Lorsque je leur demande avec naïveté pourquoi avoir fait le choix du post apocalyptique pour cette application, Vincent me répond avec humour et sérieux « On y va ! On se prépare ! » C’est un parti pris qui exprime ce « pessimisme qui devient le nôtre ». Il définit de la façon suivante le post apocalyptique : « Suite à une catastrophe qu’elle soit d’ordre nucléaire, environnementale… Les personnes doivent reconstruire une société sur les cendres. »
Au-delà de l’esthétisme et de l’histoire, c’est aussi pour eux un choix écologique. Les décors, accessoires, costumes qu’ils conçoivent et fabriquent sont réalisés à partir d’éléments de récupération.
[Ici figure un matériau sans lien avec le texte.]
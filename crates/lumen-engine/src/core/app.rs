use winit::event::WindowEvent;
use winit::window::WindowId;

use super::ctx::FrameCtx;

/// Control directive returned by app callbacks.
#[derive(Debug, Copy, Clone, Eq, PartialEq)]
pub enum AppControl {
    Continue,
    Exit,
}

/// Application contract implemented by higher layers.
pub trait App {
    /// Raw window events, before they are folded into the frame's input.
    fn on_window_event(&mut self, window_id: WindowId, event: &WindowEvent) -> AppControl {
        let _ = (window_id, event);
        AppControl::Continue
    }

    /// Called once per redraw of each window.
    fn on_frame(&mut self, ctx: &mut FrameCtx<'_, '_>) -> AppControl;
}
Pour Vincent, il s’agit de « transformer les déchets en œuvre d’art ».
L’Agence de l’Eau avait une idée centrale, « apprendre à économiser l’eau », mais elle a laissé les différents artistes travailler sur l’esthétique.
Concernant l’écriture du scénario, ce rôle fût confié à Ansk studio et à Eloïse qui est, entre autres, libraire ambulante ( l’imaginarium d’Eloïse ). Fanny et Vincent soulignent le fait que l’application n’est pas à vocation moralisatrice mais qu’elle souhaite au contraire, « montrer ce qui est bien, ce que l’on peut faire ». L’écriture s’est appuyée sur les personnages, l’univers et les lieux qui ont été choisi en amont et photographié par l’artiste Massden. Il aura fallu environ 500 jours de travail pour réaliser cette application.
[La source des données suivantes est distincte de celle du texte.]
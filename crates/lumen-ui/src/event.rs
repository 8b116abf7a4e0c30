use glam::Vec2;
use lumen_engine::input::{ButtonState, InputEvent, Key, KeyAction, MouseButton};

pub use lumen_engine::input::Modifiers;

/// Input events routed to overlay widgets. Positions are overlay pixels.
#[derive(Debug, Clone, PartialEq)]
pub enum UiEvent {
    /// Key pressed or auto-repeated.
    KeyDown { key: Key, modifiers: Modifiers },
    KeyUp { key: Key, modifiers: Modifiers },
    MouseDown { button: MouseButton, pos: Vec2, modifiers: Modifiers },
    MouseUp { button: MouseButton, pos: Vec2, modifiers: Modifiers },
    /// Pointer moved with no button held.
    MouseMove { pos: Vec2 },
    /// Pointer moved while `button` is held; `delta` is the motion since the
    /// previous pointer event.
    MouseDrag { button: MouseButton, pos: Vec2, delta: Vec2 },
    /// Wheel motion in lines, positive away from the user.
    Scroll { delta: f32, pos: Vec2, modifiers: Modifiers },
}

impl UiEvent {
    /// Where the pointer was for pointer events.
    pub fn pos(&self) -> Option<Vec2> {
        match self {
            UiEvent::MouseDown { pos, .. }
            | UiEvent::MouseUp { pos, .. }
            | UiEvent::MouseMove { pos }
            | UiEvent::MouseDrag { pos, .. }
            | UiEvent::Scroll { pos, .. } => Some(*pos),
            UiEvent::KeyDown { .. } | UiEvent::KeyUp { .. } => None,
        }
    }
}

/// Result returned by [`Widget::on_event`](crate::widget::Widget::on_event).
#[derive(Debug, Clone, Copy, PartialEq, Eq)]
pub enum EventResult {
    /// Event was handled; stop routing.
    Consumed,
    Ignored,
}

impl EventResult {
    #[inline]
    pub fn is_consumed(self) -> bool {
        self == EventResult::Consumed
    }
}

/// Turns engine input into [`UiEvent`]s, tracking pointer position, held
/// buttons and modifiers between events.
#[derive(Debug, Clone)]
pub struct PointerTracker {
    pos: Vec2,
    held: Option<MouseButton>,
    modifiers: Modifiers,
    /// Engine positions are logical; the overlay works in physical pixels.
    scale: f32,
}

impl Default for PointerTracker {
    fn default() -> Self {
        Self {
            pos: Vec2::ZERO,
            held: None,
            modifiers: Modifiers::NONE,
            scale: 1.0,
        }
    }
}

impl PointerTracker {
    pub fn new() -> Self {
        Self::default()
    }

    pub fn set_scale(&mut self, scale: f32) {
        self.scale = if scale > 0.0 { scale } else { 1.0 };
    }

    pub fn pos(&self) -> Vec2 {
        self.pos
    }

    pub fn modifiers(&self) -> Modifiers {
        self.modifiers
    }

    /// Converts one engine event. Events carrying no change (repeated pointer
    /// positions, focus) produce `None`.
    pub fn translate(&mut self, event: &InputEvent) -> Option<UiEvent> {
        match *event {
            InputEvent::ModifiersChanged(m) => {
                self.modifiers = m;
                None
            }
            InputEvent::Key { key, action, modifiers } => {
                self.modifiers = modifiers;
                Some(match action {
                    KeyAction::Press | KeyAction::Repeat => UiEvent::KeyDown { key, modifiers },
                    KeyAction::Release => UiEvent::KeyUp { key, modifiers },
                })
            }
            InputEvent::PointerMoved { x, y } => {
                let pos = Vec2::new(x, y) * self.scale;
                if pos == self.pos {
                    return None;
                }
                let delta = pos - self.pos;
                self.pos = pos;
                Some(match self.held {
                    Some(button) => UiEvent::MouseDrag { button, pos, delta },
                    None => UiEvent::MouseMove { pos },
                })
            }
            InputEvent::PointerButton { button, state, x, y, modifiers } => {
                self.pos = Vec2::new(x, y) * self.scale;
                self.modifiers = modifiers;
                let pos = self.pos;
                Some(match state {
                    ButtonState::Pressed => {
                        self.held = Some(button);
                        UiEvent::MouseDown { button, pos, modifiers }
                    }
                    ButtonState::Released => {
                        if self.held == Some(button) {
                            self.held = None;
                        }
                        UiEvent::MouseUp { button, pos, modifiers }
                    }
                })
            }
            InputEvent::Wheel { dy, modifiers, .. } => {
                self.modifiers = modifiers;
                (dy != 0.0).then_some(UiEvent::Scroll {
                    delta: dy,
                    pos: self.pos,
                    modifiers,
                })
            }
            InputEvent::PointerLeft => {
                self.held = None;
                None
            }
            InputEvent::Focused(_) => {
                self.held = None;
                None
            }
        }
    }
}

#[cfg(test)]
mod tests {
    use super::*;

    fn moved(x: f32, y: f32) -> InputEvent {
        InputEvent::PointerMoved { x, y }
    }

    fn button(state: ButtonState, x: f32, y: f32) -> InputEvent {
        InputEvent::PointerButton {
            button: MouseButton::Left,
            state,
            x,
            y,
            modifiers: Modifiers::NONE,
        }
    }

    #[test]
    fn motion_becomes_drag_while_held() {
        let mut t = PointerTracker::new();
        assert_eq!(t.translate(&moved(1.0, 1.0)), Some(UiEvent::MouseMove { pos: Vec2::ONE }));
        assert_eq!(t.translate(&moved(1.0, 1.0)), None);

        t.translate(&button(ButtonState::Pressed, 1.0, 1.0));
        assert_eq!(
            t.translate(&moved(4.0, 5.0)),
            Some(UiEvent::MouseDrag {
                button: MouseButton::Left,
                pos: Vec2::new(4.0, 5.0),
                delta: Vec2::new(3.0, 4.0),
            })
        );

        t.translate(&button(ButtonState::Released, 4.0, 5.0));
        assert!(matches!(t.translate(&moved(0.0, 0.0)), Some(UiEvent::MouseMove { .. })));
    }

    #[test]
    fn positions_are_scaled() {
        let mut t = PointerTracker::new();
        t.set_scale(2.0);
        t.translate(&moved(3.0, 4.0));
        assert_eq!(t.pos(), Vec2::new(6.0, 8.0));
    }

    #[test]
    fn keys_keep_action_and_modifiers() {
        let mut t = PointerTracker::new();
        let ev = t.translate(&InputEvent::Key {
            key: Key::S,
            action: KeyAction::Repeat,
            modifiers: Modifiers::CTRL,
        });
        assert_eq!(ev, Some(UiEvent::KeyDown { key: Key::S, modifiers: Modifiers::CTRL }));
        assert_eq!(t.modifiers(), Modifiers::CTRL);
    }
}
Il sera possible de retrouver nos héros lors de divers festivals dans lesquels l’Agence de l’Eau prévoit d’être présente ; le festival appellation d’origine contrôlée ( 14 ), Beauregard ( 14 ) Rast Art, ( 14 ), les Papillons de nuit ( 50 ), les Traversées Tatihou ( 50 ), les Hétéroclites ( 50 ), Art sonic ( 61 ) et Cidre et Dragons ( 14 ). Les deux artistes déambuleront en costume auprès des festivaliers. Sur le stand, une exposition des photographies réalisées par Massden sera à découvrir ainsi que l’application. Une façon de faire perdurer ce projet et de rendre compte d’avantage encore du travail artistique qui a été nécessaire pour le mener à bien.
© Massden
Alors évidemment, il fallait l’essayer ! On se laisse prendre par la musique de Masden et par l’univers de science-fiction du jeu que les photographies et l’interface rendent efficacement. En revanche, nous avons le sentiment que l’interaction avec les joueurs qui nous demandent conseil est artificielle, c’est-à-dire qu’elle n’influence pas le cours de l’histoire. Un seul scénario semble être défini peu importe nos choix.
Par ailleurs, comme le soulignait Vincent, nous n’avons pas le sentiment d’une stratégie moralisatrice mais bien d’un jeu qui nous invite à découvrir les problématiques liées à l’eau, les actions et infrastructures qui existent pour protéger cette ressource. Le choix de la science-fiction semble participer à ce sentiment, nous ne sommes pas encore responsables de ce drame qui n’a pas encore eu lieu. Nous aidons les personnages, donc nous agissons pour préserver cette ressource.
D’autre part, la narration nous propose parfois d’interagir de façon humoristique avec les personnages et nous sommes bien entendu tenté de suivre cette voie !
Concernant le média utilisé pour sensibiliser, l’application est un concept intéressant au vue de l’évolution des pratiques.
Pour télécharger l’application, qui est par ailleurs gratuite, c’est par ici !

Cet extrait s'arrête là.